Featured case studies
Background
One of the top Contract Research Organizations (CRO) in Asia was tasked with managing a multi-centre, double-blind Phase 2 clinical trial for a novel therapeutic drug aimed at treating patients with sleep onset latency. The trial spanned 24 sites and targeted to recruit 120 participants.
The CRO intended to use cubeRBQM to evaluate site performance and monitor sites closely. They wanted to prevent high numbers of queries or data input delays, as they could result in additional data management work and delays in data analysis.
66% screening failure
However, the recruitment phase faced significant challenges due to an extremely high screening failure rate. It slowed down patient enrolment and jeopardized the study timeline. The trial team turned to cubeRBQM to identify the root cause of those screening failures, mitigate their impact and accelerate recruitment.
The trial team were under pressure to address the following problems:
Access to reliable data
To make an informed decision on how to reduce the screening failure rate, the CRO and sponsor needed to review accurate data from all trial sites as quickly as possible.
Identify trends
The monitoring team were especially interested in analysing events and data points that were similar across recruiting sites.
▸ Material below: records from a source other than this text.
//! Aggregates module
pub mod cart;

pub use cart::{Cart, CartItem, CartState, NewLine, DEFAULT_GST_RATE};
//! Optical character recognition for uploaded images.
//!
//! The default engine shells out to the Tesseract CLI. Whether OCR is
//! usable is decided once at boot by [`TesseractOcr::probe`]; handlers only
//! ever see an `Option<Arc<dyn OcrEngine>>`.

use crate::config::OcrSettings;
use async_trait::async_trait;
use image::ImageFormat;
use std::path::Path;
use tempfile::NamedTempFile;
use thiserror::Error;
use tokio::process::Command;

#[derive(Error, Debug)]
pub enum OcrError {
    #[error("Image could not be decoded: {0}")]
    Decode(String),

    #[error("OCR backend not available: {0}")]
    Unavailable(String),

    #[error("OCR failed: {0}")]
    Failed(String),

    #[error("IO error: {0}")]
    Io(#[from] std::io::Error),
}

/// Text recognition over raw image bytes.
#[async_trait]
pub trait OcrEngine: Send + Sync {
    async fn recognize(&self, image: &[u8]) -> Result<String, OcrError>;

    fn name(&self) -> &str;
}

/// Tesseract OCR via the command-line binary.
pub struct TesseractOcr {
    binary: String,
    language: String,
}

impl TesseractOcr {
    pub fn new(binary: impl Into<String>, language: impl Into<String>) -> Self {
        Self {
            binary: binary.into(),
            language: language.into(),
        }
    }

    /// Boot-time capability check. Returns an engine only when OCR is
    /// enabled and the binary resolves on `PATH`.
    pub fn probe(settings: &OcrSettings) -> Option<Self> {
        if !settings.enabled {
            tracing::info!("OCR disabled by configuration");
            return None;
        }

        match which::which(&settings.tesseract_bin) {
            Ok(path) => {
                tracing::info!(
                    binary = %path.display(),
                    language = %settings.language,
                    "Tesseract OCR available"
                );
                Some(Self::new(&settings.tesseract_bin, &settings.language))
            }
            Err(e) => {
                tracing::warn!(
                    binary = %settings.tesseract_bin,
                    error = %e,
                    "Tesseract not found; image uploads will be rejected (install tesseract-ocr)"
                );
                None
            }
        }
    }

    async fn run_tesseract(&self, image_path: &Path) -> Result<String, OcrError> {
        let output = Command::new(&self.binary)
            .arg(image_path)
            .arg("stdout")
            .args(["-l", &self.language])
            .kill_on_drop(true)
            .output()
            .await;

        match output {
            Ok(output) if output.status.success() => {
                Ok(String::from_utf8_lossy(&output.stdout).into_owned())
            }
            Ok(output) => {
                let stderr = String::from_utf8_lossy(&output.stderr);
                Err(OcrError::Failed(format!("tesseract failed: {}", stderr.trim())))
            }
            Err(e) if e.kind() == std::io::ErrorKind::NotFound => Err(OcrError::Unavailable(
                format!("{} not found (install tesseract-ocr)", self.binary),
            )),
            Err(e) => Err(OcrError::Io(e)),
        }
    }
}

/// Decode the upload and re-encode it as PNG so tesseract never has to
/// guess the input format.
fn normalize_to_png(data: &[u8]) -> Result<NamedTempFile, OcrError> {
    let image = image::load_from_memory(data).map_err(|e| OcrError::Decode(e.to_string()))?;

    let file = tempfile::Builder::new()
        .prefix("health-ocr-")
        .suffix(".png")
        .tempfile()?;

    image
        .save_with_format(file.path(), ImageFormat::Png)
        .map_err(|e| OcrError::Decode(e.to_string()))?;

    Ok(file)
}

#[async_trait]
impl OcrEngine for TesseractOcr {
    async fn recognize(&self, image: &[u8]) -> Result<String, OcrError> {
        let data = image.to_vec();
        let file = tokio::task::spawn_blocking(move || normalize_to_png(&data))
            .await
            .map_err(|e| OcrError::Failed(format!("decode task failed: {}", e)))??;

        self.run_tesseract(file.path()).await
    }

    fn name(&self) -> &str {
        "tesseract"
    }
}

#[cfg(test)]
mod tests {
    use super::*;
    use std::io::Cursor;

    fn settings(enabled: bool, binary: &str) -> OcrSettings {
        OcrSettings {
            enabled,
            tesseract_bin: binary.to_string(),
            language: "eng".to_string(),
        }
    }

    fn tiny_png() -> Vec<u8> {
        let mut bytes = Vec::new();
        image::RgbImage::new(4, 4)
            .write_to(&mut Cursor::new(&mut bytes), ImageFormat::Png)
            .unwrap();
        bytes
    }

    #[test]
    fn test_probe_respects_disabled_flag() {
        assert!(TesseractOcr::probe(&settings(false, "tesseract")).is_none());
    }

    #[test]
    fn test_probe_missing_binary() {
        let missing = settings(true, "tesseract-binary-that-does-not-exist");
        assert!(TesseractOcr::probe(&missing).is_none());
    }

    #[test]
    fn test_normalize_rejects_non_image() {
        let err = normalize_to_png(b"definitely not an image").unwrap_err();
        assert!(matches!(err, OcrError::Decode(_)));
    }

    #[test]
    fn test_normalize_writes_png() {
        let file = normalize_to_png(&tiny_png()).unwrap();
        let written = std::fs::read(file.path()).unwrap();
        assert_eq!(image::guess_format(&written).unwrap(), ImageFormat::Png);
    }

    #[tokio::test]
    async fn test_recognize_reports_missing_binary() {
        let engine = TesseractOcr::new("tesseract-binary-that-does-not-exist", "eng");
        let err = engine.recognize(&tiny_png()).await.unwrap_err();
        assert!(matches!(err, OcrError::Unavailable(_)));
    }
}
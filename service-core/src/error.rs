use axum::{
    Json,
    http::StatusCode,
    response::{IntoResponse, Response},
};
use serde::Serialize;
use thiserror::Error;

#[derive(Debug, Error)]
pub enum AppError {
    #[error("Not found: {0}")]
    NotFound(anyhow::Error),

    #[error("Internal server error: {0}")]
    InternalError(#[from] anyhow::Error),

    #[error("Configuration error: {0}")]
    ConfigError(anyhow::Error),
}

impl From<config::ConfigError> for AppError {
    fn from(err: config::ConfigError) -> Self {
        AppError::ConfigError(anyhow::Error::new(err))
    }
}

impl From<std::io::Error> for AppError {
    fn from(err: std::io::Error) -> Self {
        AppError::InternalError(anyhow::Error::new(err))
    }
}

impl IntoResponse for AppError {
    fn into_response(self) -> Response {
        #[derive(Serialize)]
        struct ErrorResponse {
            error: String,
            #[serde(skip_serializing_if = "Option::is_none")]
            details: Option<String>,
        }

        let (status, error_message, details) = match self {
            AppError::NotFound(err) => (StatusCode::NOT_FOUND, err.to_string(), None),
            AppError::InternalError(err) => (
                StatusCode::INTERNAL_SERVER_ERROR,
                "Internal server error".to_string(),
                Some(format!("{:#?}", err)),
            ),
            AppError::ConfigError(err) => (
                StatusCode::INTERNAL_SERVER_ERROR,
                "Configuration error".to_string(),
                Some(err.to_string()),
            ),
        };

        (
            status,
            Json(ErrorResponse {
                error: error_message,
                details,
            }),
        )
            .into_response()
    }
}
use crate::dtos::{AnalyzeRequest, AnalyzeResponse, FileAnalysisResponse};
use crate::services::providers::GenerationParams;
use crate::services::{prompts, LabReport, UploadedFile};
use crate::startup::AppState;
use axum::{
    extract::{
        multipart::{MultipartError, MultipartRejection},
        Multipart, State,
    },
    Json,
};

pub const EMPTY_SYMPTOM_MESSAGE: &str = "Please provide a non-empty symptom description.";
pub const NO_FILE_MESSAGE: &str = "No file uploaded. Send a multipart form with a 'file' field.";
pub const UNREADABLE_FILE_MESSAGE: &str = "Failed to read the uploaded file.";

/// `POST /analyze`: symptom triage as free text.
pub async fn analyze(
    State(state): State<AppState>,
    Json(request): Json<AnalyzeRequest>,
) -> Json<AnalyzeResponse> {
    let symptom = request.symptom.trim();
    if symptom.is_empty() {
        return Json(AnalyzeResponse {
            result: EMPTY_SYMPTOM_MESSAGE.to_string(),
        });
    }

    tracing::info!(symptom_len = symptom.len(), "Analyzing symptom description");

    let result = state
        .assistant
        .ask(
            &prompts::symptom_prompt(symptom),
            None,
            &GenerationParams::default(),
        )
        .await;

    Json(AnalyzeResponse { result })
}

/// `POST /analyze-file`: extract text from a lab report or prescription and
/// ask the model for structured metrics.
pub async fn analyze_file(
    State(state): State<AppState>,
    multipart: Result<Multipart, MultipartRejection>,
) -> Json<FileAnalysisResponse> {
    let mut multipart = match multipart {
        Ok(multipart) => multipart,
        Err(e) => {
            tracing::warn!(error = %e, "Rejected non-multipart upload");
            return Json(FileAnalysisResponse::failed(NO_FILE_MESSAGE));
        }
    };

    let file = match read_upload(&mut multipart).await {
        Ok(Some(file)) => file,
        Ok(None) => return Json(FileAnalysisResponse::failed(NO_FILE_MESSAGE)),
        Err(e) => {
            tracing::warn!(error = %e, "Failed to read multipart upload");
            return Json(FileAnalysisResponse::failed(UNREADABLE_FILE_MESSAGE));
        }
    };

    tracing::info!(
        filename = %file.filename,
        content_type = %file.content_type,
        size = file.data.len(),
        "Received file"
    );

    let text = match state.extractor.extract(&file).await {
        Ok(text) => text,
        Err(e) => {
            tracing::info!(filename = %file.filename, reason = %e, "File rejected");
            return Json(e.into());
        }
    };

    let reply = state
        .assistant
        .ask(
            &prompts::lab_report_prompt(&text),
            None,
            &GenerationParams::json(),
        )
        .await;

    Json(LabReport::from_reply(&reply).into())
}

/// Read the `file` field fully into memory. Other parts are skipped unread,
/// whatever their position in the form.
async fn read_upload(multipart: &mut Multipart) -> Result<Option<UploadedFile>, MultipartError> {
    while let Some(field) = multipart.next_field().await? {
        if field.name() != Some("file") {
            continue;
        }

        let filename = field.file_name().unwrap_or_default().to_string();
        let content_type = field.content_type().unwrap_or_default().to_string();
        let data = field.bytes().await?;

        return Ok(Some(UploadedFile {
            filename,
            content_type,
            data,
        }));
    }

    Ok(None)
}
They were hoping to identify trends that could be addressed across multiple sites.
Measure data quality
The study team were also concerned with the risk of high dropout rate. The use of ePRO data capture was identified as a potential negative impact on patient retention.
Solution: cubeRBQM
The CRO had opted to implement cubeRBQM as a way of monitoring the study more efficiently. Given its multi-centre nature, they knew they would benefit from a system that could provide real-time data across all sites.
The CRO’s team was able to quickly act upon the high screening failure rate, leveraging the following key features from cubeRBQM:
Real-time data monitoring
The platform provided continuous real-time feed from all sites, allowing the CRO to monitor screening results as they occurred. cubeRBQM was integrated with cubeCDMS, cubePRO and cubeDDC, providing vast amount of data to analyse and base their decisions on.
Risk identification and mitigation
The system allowed the team to identify patterns and underlying issues contributing to the screening failures. They could pinpoint specific inclusion and exclusion criteria that were contributing to the high screening failure rate. By comparing data across sites, the platform helped the CRO identify whether these issues were site-specific or systemic.
Data quality review
The CRO was able to extract reports that showed the quality of the ePRO data entered by patients. It reassured the sponsor that direct data capture from patients was not an issue.
RESULTS
Inclusion criteria
The data revealed that a significant number of screening failures occurred due to an overly stringent inclusion criterium. The real-time data allowed the team to monitor this trend, which had not been anticipated during the trial design phase.
Demographics influence
The system's ability to filter and segment data by demographics allowed the CRO to conduct an in-depth analysis, providing relevant information to the sponsor during their regular meetings. The analysis showed that screening failures were similar across all demographic groups.
The improved data accuracy and real-time monitoring provided by cubeRBQM allowed the CRO and sponsor to make informed decisions quickly.
The study ultimately achieved its target enrolment of 120 participants, and the CRO’s proactive risk management approach, facilitated by cubeRBQM, was credited with preserving the trial’s integrity and timelines.
A leading CRO swiftly investigated a 66% screening failure rate, saving a clinical trial's timeline with proactive risk management.